The same problem has afflicted the SLEX and CAVITEX tollways going south as well. Personally, I also had my share of carmageddon as it took me almost an hour just to exit CALAX at Sta. Rosa last December 3 and the situation seems to be getting as bad elsewhere. So, it is welcome news that Senator Win Gatchalian, vice chairman of the Senate economic affairs committee and also brother of the Valenzuela City Mayor, has taken the cudgels for us hapless motorists. He is urging the Department of Transportation (DOTr) to provide more booths for the installation of Radio-Frequency Identification (RFID) stickers and help ease the traffic build-up along the expressways caused by motorists lining up.

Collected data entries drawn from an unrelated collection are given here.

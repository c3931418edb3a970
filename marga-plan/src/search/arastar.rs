//! Anytime Repairing A* (ARA*).
//!
//! Runs a sequence of weighted-A* passes with a shrinking inflation
//! factor ε. Each completed pass yields a solution whose cost is within
//! ε of optimal; locally-inconsistent nodes (improved after being closed)
//! seed the next pass instead of restarting from scratch. The search is
//! an explicit state machine; every transition has a single trigger:
//! goal reached, open set empty, or budget expired.

use std::collections::BinaryHeap;
use std::time::Instant;

use log::{debug, info};

use marga_grid::OccupancyGrid;

use crate::collision::CollisionChecker;
use crate::discretize::{ConfigKey, Configuration, Discretizer};
use crate::primitive::{PrimitiveId, PrimitiveTable};

use super::arena::{NodeArena, NodeTag};
use super::heuristic::{euclidean, satisfies_goal, GoalTolerance};
use super::queue::QueueEntry;
use super::SearchStats;

/// Cost comparisons tolerate this much floating-point noise.
const COST_EPS: f32 = 1e-6;

/// Anytime search state. Transitions:
///
/// ```text
/// Searching ──goal reached──► Improving ──ε reaches 1──► Exhausted
///     │  ▲                        │
///     │  └──────ε decreased───────┤
///     │                           ├──open set empty──► Exhausted
///     └───────────────────────────┴──budget expired──► Cancelled
/// ```
#[derive(Clone, Copy, Debug, PartialEq, Eq)]
pub enum AraState {
    /// Running the first pass, no solution yet
    Searching,
    /// At least one solution found, tightening ε
    Improving,
    /// Search space fully resolved; last solution is proven optimal
    Exhausted,
    /// Time budget expired mid-pass
    Cancelled,
}

impl AraState {
    /// Terminal states end the invocation.
    pub fn is_terminal(&self) -> bool {
        matches!(self, AraState::Exhausted | AraState::Cancelled)
    }

    /// Short name for logs.
    pub fn as_str(&self) -> &'static str {
        match self {
            AraState::Searching => "SEARCHING",
            AraState::Improving => "IMPROVING",
            AraState::Exhausted => "EXHAUSTED",
            AraState::Cancelled => "CANCELLED",
        }
    }
}

/// One improving solution reported during the run.
#[derive(Clone, Copy, Debug)]
pub struct SolutionReport {
    /// Path cost of this solution
    pub cost: f32,
    /// Suboptimality bound (the ε of the pass that produced it)
    pub bound: f32,
    /// Total nodes expanded when the report was made
    pub nodes_expanded: usize,
}

/// ε schedule and loop parameters.
#[derive(Clone, Copy, Debug)]
pub struct AraTuning {
    /// Initial inflation factor (≥ 1)
    pub epsilon_start: f32,
    /// Fixed decrement applied after each completed pass
    pub epsilon_step: f32,
    /// Expansions between time-budget checks
    pub budget_check_interval: usize,
}

impl Default for AraTuning {
    fn default() -> Self {
        Self {
            epsilon_start: 3.0,
            epsilon_step: 0.5,
            budget_check_interval: 64,
        }
    }
}

/// Result of one ARA* invocation.
#[derive(Clone, Debug)]
pub enum AraOutcome {
    /// At least one pass completed. `bound == 1.0` means the path is
    /// proven optimal; larger bounds are best-so-far returns after
    /// budget expiry.
    Found {
        /// Ordered configurations with the primitive leading into each
        steps: Vec<(Configuration, Option<PrimitiveId>)>,
        /// Cost of the best (last reported) solution
        cost: f32,
        /// Suboptimality bound of the returned path
        bound: f32,
        /// Every improving report, in order; costs are non-increasing
        reports: Vec<SolutionReport>,
        /// Terminal state of the run
        final_state: AraState,
        /// Search counters
        stats: SearchStats,
    },
    /// Reachable space exhausted with no route to the goal.
    NoPath {
        /// Search counters
        stats: SearchStats,
    },
    /// Budget expired before the first pass completed.
    DeadlineExceeded {
        /// Search counters
        stats: SearchStats,
    },
}

enum PassEnd {
    GoalReached(usize),
    OpenEmpty,
    Deadline,
}

/// Anytime planner over the same primitive/collision substrate as A*.
pub struct AraSearch<'a> {
    grid: &'a OccupancyGrid,
    table: &'a PrimitiveTable,
    disc: &'a Discretizer,
    tuning: AraTuning,
}

impl<'a> AraSearch<'a> {
    /// Create a search over one map snapshot and primitive table.
    pub fn new(
        grid: &'a OccupancyGrid,
        table: &'a PrimitiveTable,
        disc: &'a Discretizer,
        tuning: AraTuning,
    ) -> Self {
        Self {
            grid,
            table,
            disc,
            tuning,
        }
    }

    /// Run the anytime search until exhaustion or deadline.
    pub fn search(
        &self,
        start: Configuration,
        goal: Configuration,
        tol: GoalTolerance,
        deadline: Option<Instant>,
    ) -> AraOutcome {
        let checker = CollisionChecker::new(self.grid);
        let mut arena = NodeArena::new();
        let mut open: BinaryHeap<QueueEntry> = BinaryHeap::new();
        let mut incons: Vec<usize> = Vec::new();
        let mut seq: u64 = 0;
        let mut expanded: usize = 0;
        let mut passes: u32 = 0;

        let mut epsilon = self.tuning.epsilon_start.max(1.0);
        let mut state = AraState::Searching;
        let mut reports: Vec<SolutionReport> = Vec::new();
        let mut best: Option<(Vec<(Configuration, Option<PrimitiveId>)>, f32)> = None;

        let h0 = euclidean(&start, &goal);
        let start_idx = arena.get_or_create(start, h0);
        arena.node_mut(start_idx).g = 0.0;
        open.push(QueueEntry {
            f: epsilon * h0,
            g: 0.0,
            seq,
            node: start_idx,
        });
        seq += 1;

        loop {
            let pass = passes + 1;
            let end = self.improve_pass(
                &checker,
                &mut arena,
                &mut open,
                &mut incons,
                epsilon,
                pass,
                &goal,
                &tol,
                deadline,
                &mut expanded,
                &mut seq,
            );

            match end {
                PassEnd::GoalReached(goal_idx) => {
                    passes += 1;
                    let cost = arena.node(goal_idx).g;
                    best = Some((arena.reconstruct_path(goal_idx), cost));
                    reports.push(SolutionReport {
                        cost,
                        bound: epsilon,
                        nodes_expanded: expanded,
                    });
                    info!(
                        "[arastar] pass {} complete: cost={:.3} eps={:.2} expanded={}",
                        passes, cost, epsilon, expanded
                    );

                    if epsilon <= 1.0 + COST_EPS {
                        state = AraState::Exhausted;
                        break;
                    }
                    state = AraState::Improving;
                    epsilon = (epsilon - self.tuning.epsilon_step).max(1.0);
                    self.reseed_open(&mut arena, &mut open, &mut incons, epsilon, &mut seq);
                }
                PassEnd::OpenEmpty => {
                    if best.is_none() {
                        debug!("[arastar] no path after {} expansions", expanded);
                        return AraOutcome::NoPath {
                            stats: self.stats(expanded, passes, &arena),
                        };
                    }
                    // Nothing left to improve: the incumbent is optimal
                    state = AraState::Exhausted;
                    break;
                }
                PassEnd::Deadline => {
                    state = AraState::Cancelled;
                    break;
                }
            }
        }

        let stats = self.stats(expanded, passes, &arena);
        match best {
            Some((steps, cost)) => {
                let bound = match state {
                    AraState::Exhausted => 1.0,
                    _ => reports.last().map(|r| r.bound).unwrap_or(epsilon),
                };
                info!(
                    "[arastar] done: state={} cost={:.3} bound={:.2} passes={}",
                    state.as_str(),
                    cost,
                    bound,
                    passes
                );
                AraOutcome::Found {
                    steps,
                    cost,
                    bound,
                    reports,
                    final_state: state,
                    stats,
                }
            }
            None => AraOutcome::DeadlineExceeded { stats },
        }
    }

    /// Expand until the goal is popped, OPEN empties, or the budget runs
    /// out. Nodes are closed at most once per pass; re-improved closed
    /// nodes join INCONS for the next pass.
    #[allow(clippy::too_many_arguments)]
    fn improve_pass(
        &self,
        checker: &CollisionChecker<'_>,
        arena: &mut NodeArena,
        open: &mut BinaryHeap<QueueEntry>,
        incons: &mut Vec<usize>,
        epsilon: f32,
        pass: u32,
        goal: &Configuration,
        tol: &GoalTolerance,
        deadline: Option<Instant>,
        expanded: &mut usize,
        seq: &mut u64,
    ) -> PassEnd {
        while let Some(entry) = open.pop() {
            if *expanded % self.tuning.budget_check_interval == 0 {
                if let Some(deadline) = deadline {
                    if Instant::now() >= deadline {
                        return PassEnd::Deadline;
                    }
                }
            }

            let node = arena.node(entry.node);
            if node.closed_pass == pass {
                continue;
            }
            if entry.g > node.g + COST_EPS {
                continue; // stale entry
            }

            // The goal node is not closed, so the next pass can improve it
            if satisfies_goal(&node.config, goal, tol) {
                return PassEnd::GoalReached(entry.node);
            }

            let key = node.config.key;
            let cell = node.config.cell();
            let g = node.g;
            {
                let node = arena.node_mut(entry.node);
                node.tag = NodeTag::Closed;
                node.closed_pass = pass;
            }
            *expanded += 1;

            for prim in self.table.primitives_at(key.ih) {
                if !checker.is_primitive_free(cell, prim) {
                    continue;
                }

                let succ = Configuration::from_key(
                    ConfigKey {
                        ix: key.ix + prim.cell_delta.0,
                        iy: key.iy + prim.cell_delta.1,
                        ih: prim.end_heading,
                    },
                    self.grid,
                    self.disc,
                );
                let h = euclidean(&succ, goal);
                let idx = arena.get_or_create(succ, h);

                let ng = g + prim.cost;
                if ng + COST_EPS >= arena.node(idx).g {
                    continue;
                }
                arena.update_cost(idx, ng, entry.node, prim.id);

                if arena.node(idx).closed_pass == pass {
                    // Improved after closing: locally inconsistent
                    if arena.node(idx).tag != NodeTag::Incons {
                        arena.node_mut(idx).tag = NodeTag::Incons;
                        incons.push(idx);
                    }
                } else {
                    let h = arena.node(idx).h;
                    arena.node_mut(idx).tag = NodeTag::Open;
                    open.push(QueueEntry {
                        f: ng + epsilon * h,
                        g: ng,
                        seq: *seq,
                        node: idx,
                    });
                    *seq += 1;
                }
            }
        }

        PassEnd::OpenEmpty
    }

    /// Build the next pass's OPEN from surviving open nodes plus INCONS,
    /// re-prioritized under the new ε. Arena creation order keeps the
    /// rebuild deterministic.
    fn reseed_open(
        &self,
        arena: &mut NodeArena,
        open: &mut BinaryHeap<QueueEntry>,
        incons: &mut Vec<usize>,
        epsilon: f32,
        seq: &mut u64,
    ) {
        for idx in incons.drain(..) {
            arena.node_mut(idx).tag = NodeTag::Open;
        }

        open.clear();
        let mut entries = Vec::new();
        for (idx, node) in arena.iter() {
            if node.tag == NodeTag::Open && node.g.is_finite() {
                entries.push((idx, node.g, node.h));
            }
        }
        for (idx, g, h) in entries {
            open.push(QueueEntry {
                f: g + epsilon * h,
                g,
                seq: *seq,
                node: idx,
            });
            *seq += 1;
        }
    }

    fn stats(&self, expanded: usize, passes: u32, arena: &NodeArena) -> SearchStats {
        SearchStats {
            nodes_expanded: expanded,
            nodes_generated: arena.len(),
            passes,
        }
    }
}
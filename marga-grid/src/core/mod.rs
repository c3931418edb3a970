//! Core types for the marga occupancy grid crate.
//!
//! This module provides the fundamental types used throughout the planner:
//! - [`CellState`]: three-state occupancy of a single grid cell
//! - [`GridCoord`] and [`WorldPoint`]: coordinate types
//! - [`Pose2D`]: vehicle pose (position + orientation)

mod cell;
pub mod math;
mod point;
mod pose;

pub use cell::CellState;
pub use math::{angle_diff, angles_approx_equal, normalize_angle};
pub use point::{GridCoord, WorldPoint};
pub use pose::Pose2D;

The more sensible recommendation that I have heard so far is from San Miguel Corporation (SMC) president Ramon S. Ang who appealed months back to the Department of Transportation (DOTr) to extend the (December 1) deadline for cashless transactions till February 2021 for the sake of motorists scrambling to get their RFID stickers. “Given the surge in last-minute applications we’re seeing, we don’t think we will be able to serve everyone. A large number of motorists will not make it to the December 1 deadline,” he warned then. “And that is what we are asking the government. To allow us to retain even just a few cash lanes until February,” he stressed. I certainly agree to this proposition in order to ease our motorists’ plight and I close with the prayer for our responsible officials to act immediately to make this Holiday driving less stressful and more enjoyable for all. 

Peachy Vibal – Guioguio is a PR strategist who has lead communications departments in GMA Network, ABS-CBN, and TV5. She enjoys long drives, taking scenic routes, and finds a thrill going wherever she pleases behind a wheel. She has yet to learn how to replace a flat tire.